Entries taken from a collection
· · ·
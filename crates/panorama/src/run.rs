//! End-to-end job runner: load both images, stitch, write the outputs.

use std::fs;
use std::path::PathBuf;
use std::time::Instant;

use panorama_core::{draw_bounding_box, stitch_detailed, HomographyError, StitchError};

use crate::config::StitchJob;
use crate::io::{load_image, save_image, IoError};
use crate::report::{StitchReport, TimingsMs};

/// Outline colors for the debug image (RGBA; gray images use the first value).
const IM1_COLOR: [f32; 4] = [1.0, 0.0, 0.0, 1.0];
const IM2_COLOR: [f32; 4] = [0.0, 1.0, 0.0, 1.0];

#[derive(thiserror::Error, Debug)]
pub enum RunError {
    #[error(transparent)]
    Io(#[from] IoError),
    #[error(transparent)]
    Correspondences(#[from] HomographyError),
    #[error(transparent)]
    Stitch(#[from] StitchError),
    #[error("failed to write {path}: {source}")]
    Write {
        path: PathBuf,
        source: std::io::Error,
    },
    #[error(transparent)]
    Json(#[from] serde_json::Error),
}

#[cfg_attr(
    feature = "tracing",
    tracing::instrument(level = "info", skip_all, fields(output = %job.output.display()))
)]
pub fn run_job(job: &StitchJob) -> Result<StitchReport, RunError> {
    let t_total = Instant::now();
    let pairs = job.correspondences()?;

    let t0 = Instant::now();
    let im1 = load_image(&job.image1)?;
    let im2 = load_image(&job.image2)?;
    let load_images = t0.elapsed().as_millis() as u64;

    let t0 = Instant::now();
    let res = stitch_detailed(&im1, &im2, &pairs, &job.params)?;
    let stitch = t0.elapsed().as_millis() as u64;

    let t0 = Instant::now();
    if let Some(parent) = job.output.parent().filter(|p| !p.as_os_str().is_empty()) {
        fs::create_dir_all(parent).map_err(|source| RunError::Write {
            path: parent.to_path_buf(),
            source,
        })?;
    }
    save_image(&job.output, &res.panorama)?;
    let save = t0.elapsed().as_millis() as u64;

    let mut report = StitchReport::from_result(&res, TimingsMs::default());

    if let Some(path) = &job.bbox_debug_path {
        let debug = draw_bounding_box(&res.panorama, report.to_canvas(res.bbox_im2), &IM2_COLOR);
        let debug = draw_bounding_box(&debug, report.to_canvas(res.bbox_im1), &IM1_COLOR);
        save_image(path, &debug)?;
    }

    report.timings_ms = TimingsMs {
        load_images,
        stitch,
        save,
        total: t_total.elapsed().as_millis() as u64,
    };
    log::info!(
        "wrote {} ({}x{}) in {} ms",
        job.output.display(),
        report.output_width,
        report.output_height,
        report.timings_ms.total
    );

    if let Some(path) = &job.report_path {
        let json = serde_json::to_string_pretty(&report)?;
        fs::write(path, json).map_err(|source| RunError::Write {
            path: path.clone(),
            source,
        })?;
    }

    Ok(report)
}
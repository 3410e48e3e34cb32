use nalgebra::{Matrix3, Point2, SMatrix, SVector, Vector3};
use serde::{Deserialize, Serialize};

/// Homogeneous `w` below this magnitude is treated as a point at infinity.
pub(crate) const W_EPS: f64 = 1e-12;

/// Twice the triangle area (in Hartley-normalized units) below which three
/// points are considered collinear.
const COLLINEAR_EPS: f64 = 1e-9;

/// Errors returned by the 4-point homography solver.
#[derive(thiserror::Error, Debug, Clone, PartialEq)]
pub enum HomographyError {
    #[error("exactly 4 correspondences are required (got {got})")]
    InvalidCorrespondenceCount { got: usize },
    #[error("degenerate correspondences: {reason}")]
    Degenerate { reason: &'static str },
}

/// A matched pair of points: `point1` in the source image, `point2` in the
/// destination image.
#[derive(Clone, Copy, Debug, PartialEq, Serialize, Deserialize)]
pub struct CorrespondencePair {
    pub point1: Point2<f64>,
    pub point2: Point2<f64>,
}

impl CorrespondencePair {
    pub fn new(point1: Point2<f64>, point2: Point2<f64>) -> Self {
        Self { point1, point2 }
    }

    pub fn from_coords(x1: f64, y1: f64, x2: f64, y2: f64) -> Self {
        Self::new(Point2::new(x1, y1), Point2::new(x2, y2))
    }
}

/// Projective map `dst ~ H * src` in homogeneous pixel coordinates.
///
/// Serialized as a row-major `[[f64; 3]; 3]`.
#[derive(Clone, Copy, Debug, PartialEq, Serialize, Deserialize)]
#[serde(from = "[[f64; 3]; 3]", into = "[[f64; 3]; 3]")]
pub struct Homography {
    pub h: Matrix3<f64>,
}

impl Homography {
    pub fn new(h: Matrix3<f64>) -> Self {
        Self { h }
    }

    pub fn identity() -> Self {
        Self::new(Matrix3::identity())
    }

    /// Pure translation by `(tx, ty)`.
    pub fn translation(tx: f64, ty: f64) -> Self {
        Self::new(Matrix3::new(
            1.0, 0.0, tx, //
            0.0, 1.0, ty, //
            0.0, 0.0, 1.0,
        ))
    }

    pub fn from_array(rows: [[f64; 3]; 3]) -> Self {
        Self::new(Matrix3::from_row_slice(&[
            rows[0][0], rows[0][1], rows[0][2], rows[1][0], rows[1][1], rows[1][2], rows[2][0],
            rows[2][1], rows[2][2],
        ]))
    }

    pub fn to_array(&self) -> [[f64; 3]; 3] {
        [
            [self.h[(0, 0)], self.h[(0, 1)], self.h[(0, 2)]],
            [self.h[(1, 0)], self.h[(1, 1)], self.h[(1, 2)]],
            [self.h[(2, 0)], self.h[(2, 1)], self.h[(2, 2)]],
        ]
    }

    #[inline]
    pub fn apply_homogeneous(&self, v: Vector3<f64>) -> Vector3<f64> {
        self.h * v
    }

    /// Map a point, dividing by the homogeneous coordinate.
    ///
    /// Points sent to infinity come back as non-finite coordinates; use
    /// [`Homography::project`] when that case matters.
    #[inline]
    pub fn apply(&self, p: Point2<f64>) -> Point2<f64> {
        let v = self.apply_homogeneous(Vector3::new(p.x, p.y, 1.0));
        Point2::new(v[0] / v[2], v[1] / v[2])
    }

    /// Like [`Homography::apply`] but returns `None` for points at infinity.
    #[inline]
    pub fn project(&self, p: Point2<f64>) -> Option<Point2<f64>> {
        let v = self.apply_homogeneous(Vector3::new(p.x, p.y, 1.0));
        if v[2].abs() < W_EPS {
            return None;
        }
        Some(Point2::new(v[0] / v[2], v[1] / v[2]))
    }

    pub fn inverse(&self) -> Option<Self> {
        self.h.try_inverse().map(Self::new)
    }

    /// Rescale so that `h[2][2] == 1`. Fails when that entry vanishes.
    pub fn normalized(&self) -> Option<Self> {
        normalize_homography(self.h).map(Self::new)
    }
}

impl Default for Homography {
    fn default() -> Self {
        Self::identity()
    }
}

impl std::ops::Mul for Homography {
    type Output = Homography;

    /// `(a * b).apply(p) == a.apply(b.apply(p))`
    fn mul(self, rhs: Homography) -> Homography {
        Homography::new(self.h * rhs.h)
    }
}

impl From<[[f64; 3]; 3]> for Homography {
    fn from(rows: [[f64; 3]; 3]) -> Self {
        Self::from_array(rows)
    }
}

impl From<Homography> for [[f64; 3]; 3] {
    fn from(h: Homography) -> Self {
        h.to_array()
    }
}

fn hartley_normalization(cx: f64, cy: f64, mean_dist: f64) -> Matrix3<f64> {
    let s = if mean_dist > 1e-12 {
        (2.0_f64).sqrt() / mean_dist
    } else {
        1.0
    };

    Matrix3::<f64>::new(s, 0.0, -s * cx, 0.0, s, -s * cy, 0.0, 0.0, 1.0)
}

// Translate to centroid, scale so mean distance = sqrt(2).
fn normalize_points4(pts: &[Point2<f64>; 4]) -> ([Point2<f64>; 4], Matrix3<f64>) {
    let n = 4.0_f64;
    let (cx, cy) = pts
        .iter()
        .fold((0.0, 0.0), |(sx, sy), p| (sx + p.x, sy + p.y));
    let (cx, cy) = (cx / n, cy / n);

    let mean_dist = pts
        .iter()
        .map(|p| ((p.x - cx).powi(2) + (p.y - cy).powi(2)).sqrt())
        .sum::<f64>()
        / n;

    let t = hartley_normalization(cx, cy, mean_dist);
    let out = pts.map(|p| {
        let v = t * Vector3::new(p.x, p.y, 1.0);
        Point2::new(v[0], v[1])
    });

    (out, t)
}

fn has_collinear_triple(pts: &[Point2<f64>; 4]) -> bool {
    const TRIPLES: [[usize; 3]; 4] = [[0, 1, 2], [0, 1, 3], [0, 2, 3], [1, 2, 3]];
    TRIPLES.iter().any(|&[i, j, k]| {
        let a = pts[j] - pts[i];
        let b = pts[k] - pts[i];
        (a.x * b.y - a.y * b.x).abs() < COLLINEAR_EPS
    })
}

fn normalize_homography(h: Matrix3<f64>) -> Option<Matrix3<f64>> {
    let s = h[(2, 2)];
    if s.abs() < W_EPS {
        return None;
    }
    Some(h / s)
}

fn denormalize_homography(
    hn: Matrix3<f64>,
    t_src: Matrix3<f64>,
    t_dst: Matrix3<f64>,
) -> Option<Matrix3<f64>> {
    let t_dst_inv = t_dst.try_inverse()?;
    Some(t_dst_inv * hn * t_src)
}

/// Compute H such that `point2 ~ H * point1` from exactly 4 correspondences.
///
/// Each correspondence `(x, y) -> (u, v)` contributes two rows of an 8x8
/// linear system in the unknowns `[h11 h12 h13 h21 h22 h23 h31 h32]`
/// (with `h33 = 1`):
///
/// ```text
/// h11 x + h12 y + h13 - u h31 x - u h32 y = u
/// h21 x + h22 y + h23 - v h31 x - v h32 y = v
/// ```
///
/// Both point sets are Hartley-normalized and the system is solved with an
/// LU decomposition. Three collinear points (which includes a repeated
/// point) in either set make the system singular and are reported as
/// [`HomographyError::Degenerate`].
#[cfg_attr(feature = "tracing", tracing::instrument(level = "debug", skip_all))]
pub fn compute_homography(
    correspondences: &[CorrespondencePair; 4],
) -> Result<Homography, HomographyError> {
    let src = correspondences.map(|c| c.point1);
    let dst = correspondences.map(|c| c.point2);

    if src.iter().chain(dst.iter()).any(|p| !p.coords.iter().all(|v| v.is_finite())) {
        return Err(HomographyError::Degenerate {
            reason: "non-finite coordinates",
        });
    }

    let (src_n, t_src) = normalize_points4(&src);
    let (dst_n, t_dst) = normalize_points4(&dst);

    if has_collinear_triple(&src_n) {
        return Err(HomographyError::Degenerate {
            reason: "three source points are collinear",
        });
    }
    if has_collinear_triple(&dst_n) {
        return Err(HomographyError::Degenerate {
            reason: "three destination points are collinear",
        });
    }

    let mut a = SMatrix::<f64, 8, 8>::zeros();
    let mut b = SVector::<f64, 8>::zeros();

    for k in 0..4 {
        let x = src_n[k].x;
        let y = src_n[k].y;
        let u = dst_n[k].x;
        let v = dst_n[k].y;

        let r0 = 2 * k;
        a[(r0, 0)] = x;
        a[(r0, 1)] = y;
        a[(r0, 2)] = 1.0;
        a[(r0, 6)] = -u * x;
        a[(r0, 7)] = -u * y;
        b[r0] = u;

        let r1 = 2 * k + 1;
        a[(r1, 3)] = x;
        a[(r1, 4)] = y;
        a[(r1, 5)] = 1.0;
        a[(r1, 6)] = -v * x;
        a[(r1, 7)] = -v * y;
        b[r1] = v;
    }

    let x = a.lu().solve(&b).ok_or(HomographyError::Degenerate {
        reason: "singular linear system",
    })?;
    if !x.iter().all(|v| v.is_finite()) {
        return Err(HomographyError::Degenerate {
            reason: "unstable linear solve",
        });
    }

    let hn = Matrix3::<f64>::new(
        x[0], x[1], x[2], //
        x[3], x[4], x[5], //
        x[6], x[7], 1.0,
    );
    if hn.determinant().abs() < COLLINEAR_EPS {
        return Err(HomographyError::Degenerate {
            reason: "solution is not invertible",
        });
    }

    let h = denormalize_homography(hn, t_src, t_dst)
        .and_then(normalize_homography)
        .ok_or(HomographyError::Degenerate {
            reason: "homography maps the origin to infinity",
        })?;

    let h = Homography::new(h);
    log::debug!("homography from 4 correspondences: {:?}", h.to_array());
    Ok(h)
}

/// Slice entry point for untyped input; anything but 4 pairs is rejected
/// before solving.
pub fn compute_homography_from_slice(
    correspondences: &[CorrespondencePair],
) -> Result<Homography, HomographyError> {
    let pairs: &[CorrespondencePair; 4] =
        correspondences
            .try_into()
            .map_err(|_| HomographyError::InvalidCorrespondenceCount {
                got: correspondences.len(),
            })?;
    compute_homography(pairs)
}
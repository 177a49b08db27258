//! HTTP client module
//!
//! Transport for the CDN fetcher.
//!
//! # Features
//!
//! - **Token Auth**: Access token sent as a query parameter, redacted from debug output
//! - **Automatic Retries**: 429, 5xx, timeouts and refused connections, with exponential backoff
//! - **Bounded Waits**: `Retry-After` and backoff are both capped at `max_backoff`
//! - **Rate Limiting**: Token bucket rate limiter using governor

mod client;
mod rate_limit;

pub use client::{HttpClient, HttpClientConfig, HttpClientConfigBuilder, TOKEN_PARAM};
pub use rate_limit::RateLimiter;

#[cfg(test)]
mod tests;
//! Listing query parameters
//!
//! Maps a [`LoaderConfig`] plus a page position onto the parameters of one
//! `cdn/stories` request. Optional settings only become keys when they carry
//! a value, so an absent setting is never sent as null or empty.

use crate::config::LoaderConfig;
use crate::types::JsonValue;
use serde_json::json;
use std::collections::BTreeMap;

/// Parameters of a single listing request
#[derive(Debug, Clone, Default, PartialEq)]
pub struct StoriesQuery {
    params: BTreeMap<String, JsonValue>,
}

impl StoriesQuery {
    /// Build the query for `page` of a listing with `per_page` stories per page
    pub fn for_page(config: &LoaderConfig, page: u32, per_page: u32) -> Self {
        let mut query = Self::default();
        query.insert("version", json!(config.version.as_str()));
        query.insert("per_page", json!(per_page));
        query.insert("page", json!(page));

        query.insert_str("language", config.language.as_deref());
        query.insert_str("content_type", config.content_type.as_deref());
        query.insert_str("sort_by", config.sort_by.as_deref());

        if let Some(filters) = config.filter_query.as_ref().filter(|f| !f.is_empty()) {
            query.insert("filter_query", JsonValue::Object(filters.clone()));
        }
        if let Some(relations) = config.resolve_relations.as_ref().filter(|r| !r.is_empty()) {
            query.insert("resolve_relations", json!(relations));
        }
        if let Some(mode) = config.resolve_links {
            query.insert("resolve_links", json!(mode.as_str()));
        }

        query
    }

    fn insert(&mut self, key: &str, value: JsonValue) {
        self.params.insert(key.to_string(), value);
    }

    fn insert_str(&mut self, key: &str, value: Option<&str>) {
        if let Some(value) = value.filter(|v| !v.is_empty()) {
            self.insert(key, json!(value));
        }
    }

    /// Get a parameter value
    pub fn get(&self, key: &str) -> Option<&JsonValue> {
        self.params.get(key)
    }

    /// Check if a parameter is present
    pub fn contains_key(&self, key: &str) -> bool {
        self.params.contains_key(key)
    }

    /// Parameter names, sorted
    pub fn keys(&self) -> impl Iterator<Item = &str> {
        self.params.keys().map(String::as_str)
    }

    /// Page number of this request
    pub fn page(&self) -> Option<u64> {
        self.params.get("page").and_then(JsonValue::as_u64)
    }

    /// Structured view of the parameters
    pub fn to_json(&self) -> JsonValue {
        JsonValue::Object(
            self.params
                .iter()
                .map(|(k, v)| (k.clone(), v.clone()))
                .collect(),
        )
    }

    /// Flatten into query string pairs
    ///
    /// Nested objects become bracketed keys (`filter_query[field][in]`) and
    /// arrays are joined with commas.
    pub fn to_pairs(&self) -> Vec<(String, String)> {
        let mut pairs = Vec::new();
        for (key, value) in &self.params {
            flatten_into(key.clone(), value, &mut pairs);
        }
        pairs
    }
}

fn flatten_into(key: String, value: &JsonValue, pairs: &mut Vec<(String, String)>) {
    match value {
        JsonValue::Null => {}
        JsonValue::Object(map) => {
            for (sub, nested) in map {
                flatten_into(format!("{key}[{sub}]"), nested, pairs);
            }
        }
        JsonValue::Array(items) => {
            let joined = items.iter().map(scalar_text).collect::<Vec<_>>().join(",");
            pairs.push((key, joined));
        }
        scalar => pairs.push((key, scalar_text(scalar))),
    }
}

fn scalar_text(value: &JsonValue) -> String {
    match value {
        JsonValue::String(s) => s.clone(),
        other => other.to_string(),
    }
}
//! # Storyblok Loader
//!
//! Pulls every story of a Storyblok space from the CDN API and reshapes it
//! into a flat list of content records for a static-site build.
//!
//! ## Features
//!
//! - **Page-Number Pagination**: Walks `cdn/stories` 100 stories at a time
//! - **Query Mapping**: Content type, language, sorting, filters, relation and link resolution
//! - **Failure Containment**: `load()` never fails, `try_load()` tells you why it did
//! - **Pagination Ceiling**: A backend that never ends a listing cannot loop forever
//! - **Retrying Transport**: Backoff on 429/5xx and a client-side rate limit
//!
//! ## Quick Start
//!
//! ```rust,ignore
//! use storyblok_loader::{storyblok_loader, LoaderConfig, ResolveLinks};
//!
//! #[tokio::main]
//! async fn main() {
//!     let config = LoaderConfig::builder(std::env::var("STORYBLOK_TOKEN").unwrap_or_default())
//!         .language("en")
//!         .content_type("blog")
//!         .sort_by("content.published_date:desc")
//!         .resolve_relation("author.posts")
//!         .resolve_links(ResolveLinks::Url)
//!         .build();
//!
//!     let loader = storyblok_loader(config);
//!
//!     // Can be run again on every rebuild
//!     let stories = loader.load().await;
//!     println!("{} stories", stories.len());
//! }
//! ```
//!
//! ## Architecture
//!
//! ```text
//! LoaderConfig ──► StoryLoader::load()
//!                      │
//!                      ▼
//!        ┌──────── fetch_all ─────────┐
//!        │ StoriesQuery ─► PageFetcher │──► HttpClient (retry, rate limit)
//!        │ PagePaginator ◄─ StoriesPage│
//!        └─────────────┬──────────────┘
//!                      ▼
//!           RawStory ─► Story (normalized)
//! ```

#![warn(clippy::all)]
#![warn(clippy::pedantic)]
#![allow(clippy::module_name_repetitions)]
#![allow(clippy::missing_errors_doc)]
#![allow(clippy::missing_panics_doc)]
#![allow(clippy::doc_markdown)]

// ============================================================================
// Module declarations
// ============================================================================

/// Error types
pub mod error;

/// Common types and type aliases
pub mod types;

/// Loader configuration
pub mod config;

/// Raw and normalized story records
pub mod story;

/// Listing query parameters
pub mod query;

/// Page-number pagination
pub mod pagination;

/// HTTP client with retry and rate limiting
pub mod http;

/// Page fetcher trait and CDN implementation
pub mod fetch;

/// Story loader
pub mod loader;

/// Command-line interface
pub mod cli;

// ============================================================================
// Re-exports
// ============================================================================

pub use config::{HttpSettings, LoaderConfig, LoaderConfigBuilder};
pub use error::{Error, Result};
pub use fetch::{CdnFetcher, PageFetcher};
pub use loader::{fetch_all, storyblok_loader, StoryLoader};
pub use query::StoriesQuery;
pub use story::{RawStory, StoriesPage, Story, TranslatedSlug};
pub use types::{Region, ResolveLinks, Version};

/// Crate version
pub const VERSION: &str = env!("CARGO_PKG_VERSION");

/// Crate name
pub const NAME: &str = env!("CARGO_PKG_NAME");
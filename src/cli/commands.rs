//! CLI commands and argument parsing

use clap::{Parser, Subcommand};
use std::path::PathBuf;

/// Storyblok story loader CLI
#[derive(Parser, Debug)]
#[command(name = "storyblok-loader")]
#[command(author, version, about, long_about = None)]
pub struct Cli {
    /// Loader configuration file (YAML or JSON)
    #[arg(short = 'C', long, global = true)]
    pub config: Option<PathBuf>,

    /// Access token, overrides the one in the config file
    #[arg(long, env = "STORYBLOK_TOKEN", global = true, hide_env_values = true)]
    pub token: Option<String>,

    /// Read draft content instead of published
    #[arg(long, global = true)]
    pub draft: bool,

    /// Only load stories of this content type
    #[arg(long, global = true)]
    pub content_type: Option<String>,

    /// Output format
    #[arg(short, long, global = true, default_value = "json")]
    pub format: OutputFormat,

    /// Verbose output
    #[arg(short, long, global = true)]
    pub verbose: bool,

    #[command(subcommand)]
    pub command: Commands,
}

/// CLI subcommands
#[derive(Subcommand, Debug)]
pub enum Commands {
    /// Fetch every story and print the normalized records
    Load {
        /// Write the records to this file instead of stdout
        #[arg(short, long)]
        output: Option<PathBuf>,

        /// Fail with a non-zero exit code instead of printing an empty list
        #[arg(long)]
        strict: bool,
    },

    /// Test the access token against the CDN API
    Check,

    /// Show the listing request parameters for a page
    Query {
        /// Page number
        #[arg(long, default_value = "1")]
        page: u32,
    },
}

/// Output format
#[derive(Debug, Clone, Copy, PartialEq, Eq, clap::ValueEnum)]
pub enum OutputFormat {
    /// Compact JSON
    Json,
    /// Indented JSON
    Pretty,
}
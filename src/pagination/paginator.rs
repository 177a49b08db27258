//! Page-number paginator
//!
//! Drives `page`/`per_page` pagination with empty-page and short-page
//! termination.

use super::types::{NextPage, PaginationState, StopReason};
use crate::error::{Error, Result};

/// Stories requested per page
pub const PER_PAGE: u32 = 100;

/// Page number pagination with a fixed page size
#[derive(Debug, Clone, Copy, PartialEq, Eq)]
pub struct PagePaginator {
    /// Records requested per page
    pub page_size: u32,
    /// First page number
    pub start_page: u32,
    /// Maximum number of full pages before giving up (0 = unbounded)
    pub max_pages: u32,
}

impl Default for PagePaginator {
    fn default() -> Self {
        Self::new(PER_PAGE)
    }
}

impl PagePaginator {
    /// Create a paginator starting at page 1 with no page ceiling
    pub fn new(page_size: u32) -> Self {
        Self {
            page_size,
            start_page: 1,
            max_pages: 0,
        }
    }

    /// Set the page ceiling
    #[must_use]
    pub fn with_max_pages(mut self, max_pages: u32) -> Self {
        self.max_pages = max_pages;
        self
    }

    /// State for the first request
    pub fn start(&self) -> PaginationState {
        PaginationState::with_page(self.start_page)
    }

    /// Process a fetched page and decide whether another one is needed
    ///
    /// Checks run in order: empty page, short page, page ceiling. Only a
    /// full page below the ceiling advances the state.
    pub fn process_page(
        &self,
        records_count: usize,
        state: &mut PaginationState,
    ) -> Result<NextPage> {
        state.add_page(records_count as u64);

        if records_count == 0 {
            state.mark_done();
            return Ok(NextPage::Done(StopReason::EmptyPage));
        }

        if records_count < self.page_size as usize {
            state.mark_done();
            return Ok(NextPage::Done(StopReason::ShortPage));
        }

        if self.max_pages > 0 && state.pages_fetched >= self.max_pages {
            state.mark_done();
            return Err(Error::PaginationLimit {
                max_pages: self.max_pages,
            });
        }

        state.next_page();
        Ok(NextPage::Continue { page: state.page })
    }
}
//! Pagination types
//!
//! Outcome of a processed page and the state carried across pages.

/// Why pagination ended
#[derive(Debug, Clone, Copy, PartialEq, Eq)]
pub enum StopReason {
    /// The page had no records
    EmptyPage,
    /// The page had fewer records than the page size
    ShortPage,
}

/// Result of the next page computation
#[derive(Debug, Clone, Copy, PartialEq, Eq)]
pub enum NextPage {
    /// Request this page number next
    Continue {
        /// Page to request
        page: u32,
    },
    /// No more pages
    Done(StopReason),
}

impl NextPage {
    /// Check if this is a done result
    pub fn is_done(&self) -> bool {
        matches!(self, Self::Done(_))
    }

    /// Check if this is a continue result
    pub fn is_continue(&self) -> bool {
        matches!(self, Self::Continue { .. })
    }
}

/// Tracks pagination state during iteration
#[derive(Debug, Clone, Default, PartialEq, Eq)]
pub struct PaginationState {
    /// Page number of the next request
    pub page: u32,
    /// Pages fetched so far
    pub pages_fetched: u32,
    /// Total records fetched so far
    pub total_fetched: u64,
    /// Is pagination complete?
    pub done: bool,
}

impl PaginationState {
    /// Create a new pagination state
    pub fn new() -> Self {
        Self::default()
    }

    /// Create state with a starting page
    pub fn with_page(page: u32) -> Self {
        Self {
            page,
            ..Default::default()
        }
    }

    /// Mark pagination as complete
    pub fn mark_done(&mut self) {
        self.done = true;
    }

    /// Increment page number
    pub fn next_page(&mut self) {
        self.page += 1;
    }

    /// Record a fetched page
    pub fn add_page(&mut self, records: u64) {
        self.pages_fetched += 1;
        self.total_fetched += records;
    }
}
· · ·
- _Your instructions_:
Word for word, restate the lines above from the line containing "reason: &'static str" through the line containing "Serialized as a", with both included and nothing else.

- _Response_:
    Degenerate { reason: &'static str },
}

/// A matched pair of points: `point1` in the source image, `point2` in the
/// destination image.
#[derive(Clone, Copy, Debug, PartialEq, Serialize, Deserialize)]
pub struct CorrespondencePair {
    pub point1: Point2<f64>,
    pub point2: Point2<f64>,
}

impl CorrespondencePair {
    pub fn new(point1: Point2<f64>, point2: Point2<f64>) -> Self {
        Self { point1, point2 }
    }

    pub fn from_coords(x1: f64, y1: f64, x2: f64, y2: f64) -> Self {
        Self::new(Point2::new(x1, y1), Point2::new(x2, y2))
    }
}

/// Projective map `dst ~ H * src` in homogeneous pixel coordinates.
///
/// Serialized as a row-major `[[f64; 3]; 3]`.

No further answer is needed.